- _Exercise aim_: Write out exactly the lines of the material below, beginning at the top and ending at the line that contains "i32, reason: String".

--- START ---

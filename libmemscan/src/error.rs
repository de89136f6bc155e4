//! Error kinds for the scanning/R/W/freeze core.
//!
//! Mirrors the failure taxonomy the engine is required to surface: most
//! variants are recoverable at the call site (skip a region, drop a slot,
//! warn the operator) rather than fatal.

use thiserror::Error;

#[derive(Debug, Error)]
pub enum EngineError {
    #[error("cannot access target process {pid}: {reason}")]
    TargetInaccessible { pid: i32, reason: String },

    #[error("partial transfer at {addr:#x}: requested {requested}, got {got}")]
    PartialTransfer {
        addr: usize,
        requested: usize,
        got: usize,
    },

    #[error("permission denied for region at {addr:#x}")]
    PermissionDenied { addr: usize },

    #[error("invalid command: {0}")]
    InvalidCommand(String),

    #[error("no initial scan has been performed yet")]
    NoInitialScan,

    #[error("freeze worker for {addr:#x} failed repeatedly: {reason}")]
    FreezeFailure { addr: usize, reason: String },
}
use clap::{builder::styling::AnsiColor, Parser, Subcommand};

/// memscan -- inspect and mutate a running POSIX process's virtual memory.
#[derive(Parser, Debug)]
#[command(
    name = "memscan",
    bin_name = "memscan",
    about = "A live-memory cheat engine for Linux processes",
    version,
    propagate_version = true,
    arg_required_else_help = true,
    styles = clap::builder::Styles::styled()
        .header(AnsiColor::BrightYellow.on_default())
        .usage(AnsiColor::BrightYellow.on_default())
        .literal(AnsiColor::BrightGreen.on_default())
        .placeholder(AnsiColor::BrightCyan.on_default())
)]
pub struct Cli {
    /// Increase verbosity (-v, -vv, -vvv)
    #[arg(short, long, global = true, action = clap::ArgAction::Count)]
    pub verbose: u8,

    #[command(subcommand)]
    pub command: Command,
}

#[derive(Subcommand, Debug)]
pub enum Command {
    /// Attach to a running process and open the interactive scan prompt
    Attach {
        /// Target process id
        pid: i32,

        /// Initial numeric type (i8, u8, i16, u16, i32, u32, i64, u64, f32, f64)
        #[arg(short = 't', long, default_value = "i32")]
        r#type: String,

        /// Use byte-level scanning instead of alignment-restricted scanning
        #[arg(long)]
        unaligned: bool,
    },
}
//! Region Mapper -- parses `/proc/<pid>/maps` into scannable regions.
//!
//! Grounded on the teacher's `linux::process::parse_proc_maps`, adapted from
//! the teacher's cross-platform `MemoryRegion`/`MemoryProtection` structs to
//! the POSIX fields spec.md §3 actually names (`perms`, `inode`, `path`).

use crate::error::EngineError;
use std::fs::File;
use std::io::{BufRead, BufReader};

#[derive(Debug, Clone, Copy, PartialEq, Eq, Default)]
pub struct Perms {
    pub read: bool,
    pub write: bool,
    pub execute: bool,
    pub shared: bool,
}

impl Perms {
    fn parse(s: &str) -> Perms {
        let bytes = s.as_bytes();
        Perms {
            read: bytes.first() == Some(&b'r'),
            write: bytes.get(1) == Some(&b'w'),
            execute: bytes.get(2) == Some(&b'x'),
            shared: bytes.get(3) == Some(&b's'),
        }
    }
}

#[derive(Debug, Clone, PartialEq, Eq)]
pub struct MemoryRegion {
    pub start: usize,
    pub end: usize,
    pub perms: Perms,
    pub inode: u64,
    pub path: Option<String>,
}

impl MemoryRegion {
    pub fn len(&self) -> usize {
        self.end.saturating_sub(self.start)
    }

    pub fn is_empty(&self) -> bool {
        self.len() == 0
    }

    fn is_special(&self) -> bool {
        matches!(self.path.as_deref(), Some("[vvar]") | Some("[vsyscall]"))
    }

    fn is_anonymous_or_stack_like(&self) -> bool {
        match self.path.as_deref() {
            None => true,
            Some(p) => p.is_empty() || p == "[heap]" || p == "[stack]" || p.starts_with("[stack:"),
        }
    }

    /// Scannable iff readable, not special, and either anonymous/heap/stack
    /// or a writable file-backed mapping, per spec.md §3.
    pub fn is_scannable(&self) -> bool {
        if !self.perms.read || self.is_special() {
            return false;
        }
        self.is_anonymous_or_stack_like() || self.perms.write
    }
}

/// Parse `/proc/<pid>/maps` and return only the scannable regions.
pub fn list_regions(pid: i32) -> Result<Vec<MemoryRegion>, EngineError> {
    let path = format!("/proc/{pid}/maps");
    let file = File::open(&path).map_err(|e| EngineError::TargetInaccessible {
        pid,
        reason: format!("failed to open {path}: {e}"),
    })?;
    let reader = BufReader::new(file);

    let mut regions = Vec::new();
    for line in reader.lines() {
        let line = line.map_err(|e| EngineError::TargetInaccessible {
            pid,
            reason: format!("failed to read {path}: {e}"),
        })?;
        if let Some(region) = parse_line(&line) {
            if region.is_scannable() {
                regions.push(region);
            }
        }
    }
    Ok(regions)
}

fn parse_line(line: &str) -> Option<MemoryRegion> {
    // start-end perms offset dev:inode pathname
    let mut parts = line.splitn(6, ' ').filter(|s| !s.is_empty());
    let addr = parts.next()?;
    let perms = parts.next()?;
    let _offset = parts.next()?;
    let _dev = parts.next()?;
    let inode = parts.next()?;
    let pathname = parts.next().map(|p| p.trim().to_string()).filter(|p| !p.is_empty());

    let (start_s, end_s) = addr.split_once('-')?;
    let start = usize::from_str_radix(start_s, 16).ok()?;
    let end = usize::from_str_radix(end_s, 16).ok()?;
    let inode: u64 = inode.parse().unwrap_or(0);

    Some(MemoryRegion {
        start,
        end,
        perms: Perms::parse(perms),
        inode,
        path: pathname,
    })
}

#[cfg(test)]
mod tests {
    use super::*;

    #[test]
    fn parses_a_maps_line() {
        let line = "00400000-0040b000 r-xp 00000000 08:01 131104 /usr/bin/cat";
        let region = parse_line(line).unwrap();
        assert_eq!(region.start, 0x00400000);
        assert_eq!(region.end, 0x0040b000);
        assert!(region.perms.read && !region.perms.write && region.perms.execute);
        assert_eq!(region.inode, 131104);
        assert_eq!(region.path.as_deref(), Some("/usr/bin/cat"));
    }

    #[test]
    fn anonymous_heap_is_scannable() {
        let line = "55d000-55e000 rw-p 00000000 00:00 0 [heap]";
        let region = parse_line(line).unwrap();
        assert!(region.is_scannable());
    }

    #[test]
    fn vvar_is_never_scannable() {
        let line = "7ffd0000-7ffd1000 r--p 00000000 00:00 0 [vvar]";
        let region = parse_line(line).unwrap();
        assert!(!region.is_scannable());
    }

    #[test]
    fn readonly_file_backed_mapping_is_not_scannable() {
        let line = "00400000-0040b000 r-xp 00000000 08:01 131104 /usr/bin/cat";
        let region = parse_line(line).unwrap();
        assert!(!region.is_scannable());
    }

    #[test]
    fn writable_file_backed_mapping_is_scannable() {
        let line = "7f0000-7f1000 rw-s 00000000 08:01 9999 /dev/shm/foo";
        let region = parse_line(line).unwrap();
        assert!(region.is_scannable());
    }

    #[test]
    fn unreadable_region_is_never_scannable() {
        let line = "7f0000-7f1000 -w-p 00000000 00:00 0";
        let region = parse_line(line).unwrap();
        assert!(!region.is_scannable());
    }

    #[test]
    fn list_regions_of_self_succeeds() {
        let regions = list_regions(std::process::id() as i32).unwrap();
        assert!(!regions.is_empty());
        assert!(regions.iter().all(|r| r.is_scannable()));
    }

    #[test]
    fn list_regions_of_nonexistent_pid_is_target_inaccessible() {
        let err = list_regions(i32::MAX).unwrap_err();
        assert!(matches!(err, EngineError::TargetInaccessible { .. }));
    }
}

--- END ---

- _Task answer_:
filename libmemscan/src/error.rs
repository de89136f6bc155e4
//! Error kinds for the scanning/R/W/freeze core.
//!
//! Mirrors the failure taxonomy the engine is required to surface: most
//! variants are recoverable at the call site (skip a region, drop a slot,
//! warn the operator) rather than fatal.

use thiserror::Error;

#[derive(Debug, Error)]
pub enum EngineError {
    #[error("cannot access target process {pid}: {reason}")]
    TargetInaccessible { pid: i32, reason: String },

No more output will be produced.